A Multi-Objective Optimization Framework for Check Dam Siting Integrating GIS, a Hydrological–Hydrodynamic Coupling Model, and NSGA-II

As a key soil and water conservation measure, check dams play an important role in erosion control, flood mitigation, and ecological restoration. Their scientific siting is the core prerequisite for realizing these composite benefits. To address the limitations of traditional siting methods, which are characterized by strong subjectivity, low efficiency, and incomplete multi-objective collaborative optimization, a multi-objective optimization framework integrating GIS, hydrological–hydrodynamic coupled models, and a genetic algorithm is proposed in this study.
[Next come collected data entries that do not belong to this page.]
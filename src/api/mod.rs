//! Catalog API access, aggregation, and the commands built on them

pub mod aggregate;
mod account;
pub mod catalog;
pub mod client;
mod normalize;
mod playlists;
mod saved;

use std::sync::Arc;

use anyhow::{Context as _, Result};
use serde::Serialize;

use crate::auth::{oauth::build_client, AppTokenCache, Endpoints, TokenRefresher};
use crate::config::Config;
use crate::store::Store;
use client::ProviderClient;

/// Everything a command needs, wired once per process.
pub struct Context {
    pub config: Config,
    pub store: Arc<Store>,
    pub client: ProviderClient,
    pub refresher: TokenRefresher,
    /// Print results as JSON instead of text
    pub json: bool,
}

impl Context {
    /// Load config, open the store, and build the clients.
    pub fn load(json: bool) -> Result<Self> {
        let config = Config::load()?;
        let store_path = config.store_path()?;
        let store = Arc::new(
            Store::open(&store_path)
                .with_context(|| format!("Failed to open store {}", store_path.display()))?,
        );

        let endpoints = Endpoints::from(&config);
        let oauth = build_client(&config.client_credentials()?, &endpoints)
            .context("Failed to build OAuth client")?;

        let client = ProviderClient::new(
            oauth.clone(),
            &endpoints,
            &config.market,
            Arc::new(AppTokenCache::new()),
        );
        let refresher = TokenRefresher::new(store.clone(), oauth);

        Ok(Self {
            config,
            store,
            client,
            refresher,
            json,
        })
    }

    /// Client acting as `user_id` when connected, as the app otherwise.
    pub async fn client_for(&self, user_id: Option<&str>) -> ProviderClient {
        self.client.for_user(&self.refresher, user_id).await
    }
}

/// Print `value` as pretty JSON on stdout.
fn print_json<T: Serialize + ?Sized>(value: &T) -> Result<()> {
    let out = serde_json::to_string_pretty(value).context("Failed to encode JSON output")?;
    println!("{}", out);
    Ok(())
}

/// Store a provider credential for a user
pub fn connect(
    ctx: &Context,
    user_id: &str,
    access_token: &str,
    refresh_token: Option<&str>,
    expires_in: Option<u64>,
) -> Result<()> {
    account::connect(ctx, user_id, access_token, refresh_token, expires_in)
}

/// Remove a user's provider credential
pub fn disconnect(ctx: &Context, user_id: &str) -> Result<()> {
    account::disconnect(ctx, user_id)
}

/// Ensure a user's token is usable, refreshing if needed
pub async fn token_status(ctx: &Context, user_id: &str) -> Result<()> {
    account::token_status(ctx, user_id).await
}

/// Search playlists
pub async fn search(ctx: &Context, query: &str, limit: usize) -> Result<()> {
    playlists::search(ctx, query, limit).await
}

/// Show a playlist with its tracks
pub async fn show_playlist(ctx: &Context, id: &str, user_id: Option<&str>) -> Result<()> {
    playlists::show_playlist(ctx, id, user_id).await
}

/// List a playlist's tracks
pub async fn list_tracks(
    ctx: &Context,
    id: &str,
    limit: usize,
    user_id: Option<&str>,
) -> Result<()> {
    playlists::list_tracks(ctx, id, limit, user_id).await
}

/// List a connected user's own playlists
pub async fn my_playlists(ctx: &Context, user_id: &str, limit: usize) -> Result<()> {
    playlists::my_playlists(ctx, user_id, limit).await
}

/// Featured playlists
pub async fn featured(ctx: &Context, limit: usize) -> Result<()> {
    playlists::featured(ctx, limit).await
}

/// List browse categories
pub fn list_categories(limit: usize, json: bool) -> Result<()> {
    playlists::list_categories(limit, json)
}

/// Playlists for a browse category
pub async fn category(ctx: &Context, category_id: &str, limit: usize) -> Result<()> {
    playlists::category(ctx, category_id, limit).await
}

/// Save or unsave a playlist
pub async fn toggle_save(
    ctx: &Context,
    user_id: &str,
    playlist_id: &str,
    category: Option<String>,
) -> Result<()> {
    saved::toggle_save(ctx, user_id, playlist_id, category).await?;
    Ok(())
}

/// Most-saved playlists
pub fn popular(ctx: &Context, category: Option<&str>, limit: usize) -> Result<()> {
    saved::popular(ctx, category, limit)
}
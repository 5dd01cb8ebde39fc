//! Browse categories and search-backed playlist listings
//!
//! The provider's browse API is not used; each genre maps to a search query.

use super::aggregate::{merge_queries, MergeReport};
use super::client::{ProviderClient, ProviderError};
use crate::models::{CatalogItem, Category};

/// Fixed genre list with the search query used for each.
const GENRES: &[(Category, &str)] = &[
    (Category { id: "pop", name: "Pop" }, "pop hits playlist"),
    (Category { id: "hiphop", name: "Hip Hop" }, "hip hop rap playlist"),
    (Category { id: "rock", name: "Rock" }, "rock playlist"),
    (Category { id: "rnb", name: "R&B" }, "r&b soul playlist"),
    (Category { id: "electronic", name: "Elektronik" }, "electronic dance EDM playlist"),
    (Category { id: "jazz", name: "Jazz" }, "jazz playlist"),
    (Category { id: "classical", name: "Klasik Müzik" }, "classical music playlist"),
    (Category { id: "turkish-pop", name: "Türkçe Pop" }, "türkçe pop playlist"),
    (Category { id: "turkish-rap", name: "Türkçe Rap" }, "türkçe rap playlist"),
    (Category { id: "arabesk", name: "Arabesk" }, "arabesk türkü playlist"),
    (Category { id: "latin", name: "Latin" }, "latin reggaeton playlist"),
    (Category { id: "indie", name: "Indie" }, "indie alternative playlist"),
    (Category { id: "metal", name: "Metal" }, "metal heavy playlist"),
    (Category { id: "chill", name: "Chill" }, "chill lofi relax playlist"),
    (Category { id: "workout", name: "Workout" }, "workout gym motivation playlist"),
    (Category { id: "party", name: "Parti" }, "party dance hits playlist"),
    (Category { id: "sleep", name: "Uyku" }, "sleep calm ambient playlist"),
    (Category { id: "focus", name: "Odaklanma" }, "focus study concentration playlist"),
    (Category { id: "romance", name: "Romantik" }, "romantic love songs playlist"),
    (Category { id: "kpop", name: "K-Pop" }, "k-pop korean playlist"),
];

/// First `limit` browse categories.
pub fn categories(limit: usize) -> Vec<Category> {
    GENRES
        .iter()
        .take(limit)
        .map(|(category, _)| category.clone())
        .collect()
}

/// Search query for a category id; unknown ids search for `"{id} playlist"`.
pub fn search_query_for(category_id: &str) -> String {
    GENRES
        .iter()
        .find(|(category, _)| category.id == category_id)
        .map(|(_, query)| query.to_string())
        .unwrap_or_else(|| format!("{} playlist", category_id))
}

/// Playlists for a browse category.
pub async fn category_playlists(
    client: &ProviderClient,
    category_id: &str,
    limit: usize,
) -> Result<Vec<CatalogItem>, ProviderError> {
    let query = search_query_for(category_id);
    tracing::debug!("Category {} -> {:?}", category_id, query);
    client.search(&query, limit).await
}

/// Featured playlists merged from several searches.
pub async fn featured_playlists(
    client: &ProviderClient,
    queries: &[String],
    limit: usize,
) -> MergeReport {
    merge_queries(queries, limit, move |query, per_query| async move {
        client.search(&query, per_query).await
    })
    .await
}

#[cfg(test)]
mod tests {
    use super::*;

    #[test]
    fn test_categories_limit() {
        assert_eq!(categories(3).len(), 3);
        assert_eq!(categories(100).len(), 20);
        assert_eq!(categories(1)[0].id, "pop");
    }

    #[test]
    fn test_search_query_mapping() {
        assert_eq!(search_query_for("turkish-rap"), "türkçe rap playlist");
        assert_eq!(search_query_for("polka"), "polka playlist");
    }
}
By parameterizing the distance from the watershed outlet (S) and the dam height (H), a continuous decision space is constructed, establishing quantitative mapping relationships with the dam crest length, sediment storage capacity, and silted land area. By coupling the HEC-HMS and HEC-RAS models, a flood surrogate model is developed to dynamically predict the peak flood reduction benefits under a 100-year flood scenario. Based on the Nondominated Sorting Genetic Algorithm II, a multi-objective optimization model incorporating the construction cost (C), peak flow attenuation (P), and sediment retention and farmland creation (SRFC) benefits (E) is constructed, revealing the nonlinear regulatory mechanisms of the decision variables on the objectives. A case study demonstrates that the optimal solution set significantly clusters in the middle and lower reaches of the Yangjiagou watershed (S < 4.2 km). High dams located near the outlet (S < 2.2 km and H > 20 m) correspond to schemes with strong flood-control performance (P > 60%) . Schemes with advantageous benefit–cost ratios (E/C > 2.5) are distributed in the middle reaches (S > 3.2 km) and are characterized by low-dam systems (H < 17 m). This framework overcomes the spatial discretization and empirical dependence limitations of traditional check dam siting methods. It achieves prediction errors below 20%, providing a scientific tool that combines mechanistic interpretability and decision-making efficiency for check dam planning. The proposed framework further demonstrates engineering feasibility and transferability to other watersheds, offering practical value for soil and water conservation planning.